[Records from a dataset]
════
//! Cleaned record types shared by the crawler and the scorer.
//!
//! These are the post-validation shapes: counts are non-negative integers,
//! timestamps are UTC, handles are lowercase without `@`, and hashtags are
//! lowercase without `#`. Raw payload shapes live in the crawler crate.

use chrono::{DateTime, Utc};
use serde::{Deserialize, Serialize};
use thiserror::Error;

/// A creator handle surfaced by hashtag Discovery.
#[derive(Debug, Clone, PartialEq, Eq, Serialize, Deserialize)]
pub struct CandidateProfile {
    pub handle: String,
    /// Platform-internal user id, when the search payload exposes it.
    pub user_id: Option<String>,
    /// The first hashtag this handle was discovered under.
    pub source_hashtag: String,
    pub discovered_at: DateTime<Utc>,
}

/// A candidate that Profile Collection resolved and cleaning accepted.
#[derive(Debug, Clone, PartialEq, Eq, Serialize, Deserialize)]
pub struct InfluencerProfile {
    pub handle: String,
    pub user_id: Option<String>,
    pub display_name: Option<String>,
    pub bio: Option<String>,
    pub follower_count: u64,
    pub following_count: u64,
    pub total_likes: u64,
    pub video_count: u64,
    pub is_verified: bool,
    pub is_private: bool,
    /// Days since account creation; `None` when the payload has no creation time.
    pub account_age_days: Option<u32>,
    pub source_hashtag: String,
    pub discovered_at: DateTime<Utc>,
}

#[derive(Debug, Clone, PartialEq, Eq, Serialize, Deserialize)]
pub struct Post {
    pub post_id: String,
    /// Handle of the owning [`InfluencerProfile`].
    pub profile_handle: String,
    pub description: String,
    pub duration_secs: Option<u32>,
    pub view_count: u64,
    pub like_count: u64,
    pub comment_count: u64,
    pub share_count: u64,
    pub save_count: u64,
    pub published_at: DateTime<Utc>,
    /// Lowercase hashtags without `#`, in first-seen order, deduplicated.
    pub hashtags: Vec<String>,
    pub is_ad: bool,
    pub is_pinned: bool,
}

#[derive(Debug, Clone, PartialEq, Eq, Serialize, Deserialize)]
pub struct CommentSample {
    pub comment_id: Option<String>,
    /// Id of the owning [`Post`].
    pub post_id: String,
    /// Set on inline replies: the top-level comment they answer.
    #[serde(default)]
    pub parent_id: Option<String>,
    pub author_handle: Option<String>,
    pub text: String,
    pub like_count: u64,
    /// Replies the platform reports for a top-level comment, loaded or not.
    #[serde(default)]
    pub reply_count: u64,
    pub created_at: DateTime<Utc>,
}

impl CommentSample {
    /// Natural key used for duplicate suppression: text, author, and post.
    #[must_use]
    pub fn natural_key(&self) -> (String, String, String) {
        (
            self.text.clone(),
            self.author_handle.clone().unwrap_or_default(),
            self.post_id.clone(),
        )
    }
}

/// Why cleaning refused a record. Never fatal; rejected records are counted
/// and excluded from scoring.
#[derive(Debug, Clone, PartialEq, Eq, Error, Serialize)]
pub enum RejectReason {
    #[error("missing required field `{0}`")]
    MissingField(&'static str),

    #[error("field `{field}` out of range: {value}")]
    OutOfRange { field: &'static str, value: String },

    #[error("field `{field}` is not a number: {value}")]
    InvalidNumber { field: &'static str, value: String },

    #[error("field `{field}` is not a recognizable timestamp")]
    InvalidTimestamp { field: &'static str },

    #[error("duplicate of an already accepted record ({key})")]
    Duplicate { key: String },

    #[error("parent record `{parent}` was not accepted")]
    OrphanRecord { parent: String },
}

#[derive(Debug, Clone, PartialEq, Eq, Serialize)]
pub enum ValidationOutcome {
    Accepted,
    Rejected(RejectReason),
}

/// The result of cleaning one raw record.
#[derive(Debug, Clone, PartialEq, Eq)]
pub enum CleanedRecord<T> {
    Accepted(T),
    Rejected {
        /// Best-effort identifier of the raw record, for logging.
        key: Option<String>,
        reason: RejectReason,
    },
}

impl<T> CleanedRecord<T> {
    pub fn rejected(key: Option<String>, reason: RejectReason) -> Self {
        Self::Rejected { key, reason }
    }

    #[must_use]
    pub fn outcome(&self) -> ValidationOutcome {
        match self {
            Self::Accepted(_) => ValidationOutcome::Accepted,
            Self::Rejected { reason, .. } => ValidationOutcome::Rejected(reason.clone()),
        }
    }

    #[must_use]
    pub fn is_accepted(&self) -> bool {
        matches!(self, Self::Accepted(_))
    }

    pub fn accepted(self) -> Option<T> {
        match self {
            Self::Accepted(record) => Some(record),
            Self::Rejected { .. } => None,
        }
    }

    pub fn as_accepted(&self) -> Option<&T> {
        match self {
            Self::Accepted(record) => Some(record),
            Self::Rejected { .. } => None,
        }
    }
}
════
▶ Exercise brief: Copy out each line of the entries where the word "CommentSample" is found.

▶ Solution:
pub struct CommentSample {
impl CommentSample {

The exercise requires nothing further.